ASSIGNMENT
Establish the number of lines below that contain the string "Some". State that number alone.

---------- DATA TO USE ----------

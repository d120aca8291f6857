use serde_json::Value;
use smallvec::SmallVec;

use crate::error::RequestError;

/// Maximum inline headers before heap allocation.
/// Most requests have ≤16 headers.
pub const MAX_INLINE_HEADERS: usize = 16;

/// Maximum inline path/query parameters before heap allocation.
pub const MAX_INLINE_PARAMS: usize = 8;

/// Header storage shared by requests and responses (names kept as received).
pub type HeaderVec = SmallVec<[(String, String); MAX_INLINE_HEADERS]>;

/// Path or query parameter storage.
pub type ParamVec = SmallVec<[(String, String); MAX_INLINE_PARAMS]>;

/// Request as seen by middleware, validators and handlers.
///
/// The host server builds one per incoming request, either field by field or
/// through [`ApiRequest::from_http`]. The method is kept verbatim; the
/// dispatcher normalizes it.
#[derive(Debug, Clone, Default, PartialEq)]
pub struct ApiRequest {
    /// HTTP method as received (GET, post, ...)
    pub method: String,
    /// Request path without the query string
    pub path: String,
    /// HTTP headers
    pub headers: HeaderVec,
    /// Decoded query string parameters
    pub query_params: ParamVec,
    /// Values captured from dynamic route segments (filled by the dispatcher)
    pub path_params: ParamVec,
    /// Parsed body: JSON when the content type is JSON, a string otherwise
    pub body: Option<Value>,
}

impl ApiRequest {
    /// Create a request from a method and a URI path that may carry a query string.
    pub fn new(method: impl Into<String>, uri: &str) -> Self {
        let (path, query_params) = split_path_and_query(uri);
        Self {
            method: method.into(),
            path,
            query_params,
            ..Default::default()
        }
    }

    pub fn with_header(mut self, name: impl Into<String>, value: impl Into<String>) -> Self {
        self.headers.push((name.into(), value.into()));
        self
    }

    /// Attach a JSON body and the matching `content-type` header.
    pub fn with_json(self, body: Value) -> Self {
        let mut req = self.with_header("content-type", "application/json");
        req.body = Some(body);
        req
    }

    pub fn with_body(mut self, body: Value) -> Self {
        self.body = Some(body);
        self
    }

    /// Get a header by name (case-insensitive per RFC 7230)
    #[inline]
    #[must_use]
    pub fn get_header(&self, name: &str) -> Option<&str> {
        self.headers
            .iter()
            .find(|(k, _)| k.eq_ignore_ascii_case(name))
            .map(|(_, v)| v.as_str())
    }

    /// Get a query parameter by name
    ///
    /// Uses "last write wins" semantics: for `?limit=10&limit=20` this returns `20`.
    #[inline]
    #[must_use]
    pub fn get_query_param(&self, name: &str) -> Option<&str> {
        self.query_params
            .iter()
            .rfind(|(k, _)| k == name)
            .map(|(_, v)| v.as_str())
    }

    #[inline]
    #[must_use]
    pub fn get_path_param(&self, name: &str) -> Option<&str> {
        self.path_params
            .iter()
            .rfind(|(k, _)| k == name)
            .map(|(_, v)| v.as_str())
    }

    #[must_use]
    pub fn content_type(&self) -> Option<&str> {
        self.get_header("content-type")
    }

    /// Convert a host `http::Request` into an `ApiRequest`.
    ///
    /// Bodies with a JSON content type are parsed; other non-empty bodies are
    /// kept as a JSON string.
    pub fn from_http<B: AsRef<[u8]>>(req: http::Request<B>) -> Result<Self, RequestError> {
        let (parts, body) = req.into_parts();
        let (path, query_params) = split_path_and_query(
            parts
                .uri
                .path_and_query()
                .map(|pq| pq.as_str())
                .unwrap_or_else(|| parts.uri.path()),
        );

        let mut headers = HeaderVec::new();
        for (name, value) in parts.headers.iter() {
            if let Ok(v) = value.to_str() {
                headers.push((name.as_str().to_string(), v.to_string()));
            }
        }

        let mut req = Self {
            method: parts.method.as_str().to_string(),
            path,
            headers,
            query_params,
            path_params: ParamVec::new(),
            body: None,
        };

        let bytes = body.as_ref();
        if !bytes.is_empty() {
            let is_json = req
                .content_type()
                .map(|ct| media_type(ct).ends_with("json"))
                .unwrap_or(false);
            req.body = Some(if is_json {
                serde_json::from_slice(bytes)?
            } else {
                let text = std::str::from_utf8(bytes).map_err(|_| RequestError::NonUtf8Body)?;
                Value::String(text.to_string())
            });
        }
        Ok(req)
    }
}

/// Strip parameters (`; charset=utf-8`) from a content type.
#[must_use]
pub fn media_type(content_type: &str) -> &str {
    content_type.split(';').next().unwrap_or("").trim()
}

/// Split `/users?limit=10` into the path and its URL-decoded query parameters.
pub fn split_path_and_query(uri: &str) -> (String, ParamVec) {
    match uri.split_once('?') {
        Some((path, query)) => (path.to_string(), parse_query_params(query)),
        None => (uri.to_string(), ParamVec::new()),
    }
}

/// Parse a raw query string (without the leading `?`).
pub fn parse_query_params(query: &str) -> ParamVec {
    url::form_urlencoded::parse(query.as_bytes())
        .map(|(k, v)| (k.into_owned(), v.into_owned()))
        .collect()
}
use crate::error::RouteError;
use crate::server::ParamVec;

#[derive(Debug, Clone, PartialEq, Eq)]
enum Segment {
    Static(String),
    Param(String),
    /// `[...name]`: one or more trailing segments
    CatchAll(String),
}

/// A route path such as `/api/todos/[id]` or `/api/todos/{id}`.
///
/// Dynamic segments use either the file-route form (`[id]`, `[...slug]`) or
/// the OpenAPI form (`{id}`). Matching is segment-wise and case-sensitive.
#[derive(Debug, Clone, PartialEq, Eq)]
pub struct RoutePattern {
    raw: String,
    segments: Vec<Segment>,
}

fn valid_name(name: &str) -> bool {
    !name.is_empty() && name.chars().all(|c| c.is_ascii_alphanumeric() || c == '_' || c == '-')
}

impl RoutePattern {
    pub fn parse(path: &str) -> Result<Self, RouteError> {
        if !path.starts_with('/') {
            return Err(RouteError::MissingLeadingSlash {
                path: path.to_string(),
            });
        }
        let invalid = |segment: &str| RouteError::InvalidSegment {
            path: path.to_string(),
            segment: segment.to_string(),
        };

        let raw_segments: Vec<&str> = path.split('/').filter(|s| !s.is_empty()).collect();
        let mut segments = Vec::with_capacity(raw_segments.len());
        for (i, seg) in raw_segments.iter().enumerate() {
            let parsed = if let Some(inner) = seg.strip_prefix("[...").and_then(|s| s.strip_suffix(']')) {
                if i + 1 != raw_segments.len() || !valid_name(inner) {
                    return Err(invalid(seg));
                }
                Segment::CatchAll(inner.to_string())
            } else if let Some(inner) = seg
                .strip_prefix('[')
                .and_then(|s| s.strip_suffix(']'))
                .or_else(|| seg.strip_prefix('{').and_then(|s| s.strip_suffix('}')))
            {
                if !valid_name(inner) {
                    return Err(invalid(seg));
                }
                Segment::Param(inner.to_string())
            } else if seg.contains(&['[', ']', '{', '}'][..]) {
                return Err(invalid(seg));
            } else {
                Segment::Static((*seg).to_string())
            };
            segments.push(parsed);
        }

        Ok(Self {
            raw: path.to_string(),
            segments,
        })
    }

    #[must_use]
    pub fn as_str(&self) -> &str {
        &self.raw
    }

    /// True when the pattern has no dynamic segments.
    #[must_use]
    pub fn is_static(&self) -> bool {
        self.segments.iter().all(|s| matches!(s, Segment::Static(_)))
    }

    /// True when both patterns match exactly the same request paths,
    /// whatever their parameter names or dynamic-segment syntax.
    #[must_use]
    pub fn is_equivalent(&self, other: &RoutePattern) -> bool {
        self.segments.len() == other.segments.len()
            && self
                .segments
                .iter()
                .zip(&other.segments)
                .all(|pair| match pair {
                    (Segment::Static(a), Segment::Static(b)) => a == b,
                    (Segment::Param(_), Segment::Param(_))
                    | (Segment::CatchAll(_), Segment::CatchAll(_)) => true,
                    _ => false,
                })
    }

    /// Names of the dynamic segments, in path order.
    pub fn param_names(&self) -> impl Iterator<Item = &str> {
        self.segments.iter().filter_map(|s| match s {
            Segment::Param(name) | Segment::CatchAll(name) => Some(name.as_str()),
            Segment::Static(_) => None,
        })
    }

    /// Path key in the OpenAPI document (`/api/todos/{id}`).
    #[must_use]
    pub fn openapi_path(&self) -> String {
        if self.segments.is_empty() {
            return "/".to_string();
        }
        let mut out = String::new();
        for seg in &self.segments {
            out.push('/');
            match seg {
                Segment::Static(s) => out.push_str(s),
                Segment::Param(name) | Segment::CatchAll(name) => {
                    out.push('{');
                    out.push_str(name);
                    out.push('}');
                }
            }
        }
        out
    }

    /// Match a request path, returning the captured parameters.
    #[must_use]
    pub fn matches(&self, path: &str) -> Option<ParamVec> {
        let parts: Vec<&str> = path.split('/').filter(|s| !s.is_empty()).collect();
        let mut params = ParamVec::new();
        let mut idx = 0;
        for seg in &self.segments {
            match seg {
                Segment::Static(expected) => {
                    if parts.get(idx) != Some(&expected.as_str()) {
                        return None;
                    }
                }
                Segment::Param(name) => {
                    let value = parts.get(idx)?;
                    params.push((name.clone(), (*value).to_string()));
                }
                Segment::CatchAll(name) => {
                    if idx >= parts.len() {
                        return None;
                    }
                    params.push((name.clone(), parts[idx..].join("/")));
                    return Some(params);
                }
            }
            idx += 1;
        }
        if idx == parts.len() {
            Some(params)
        } else {
            None
        }
    }
}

----------

FINISHED TASK
10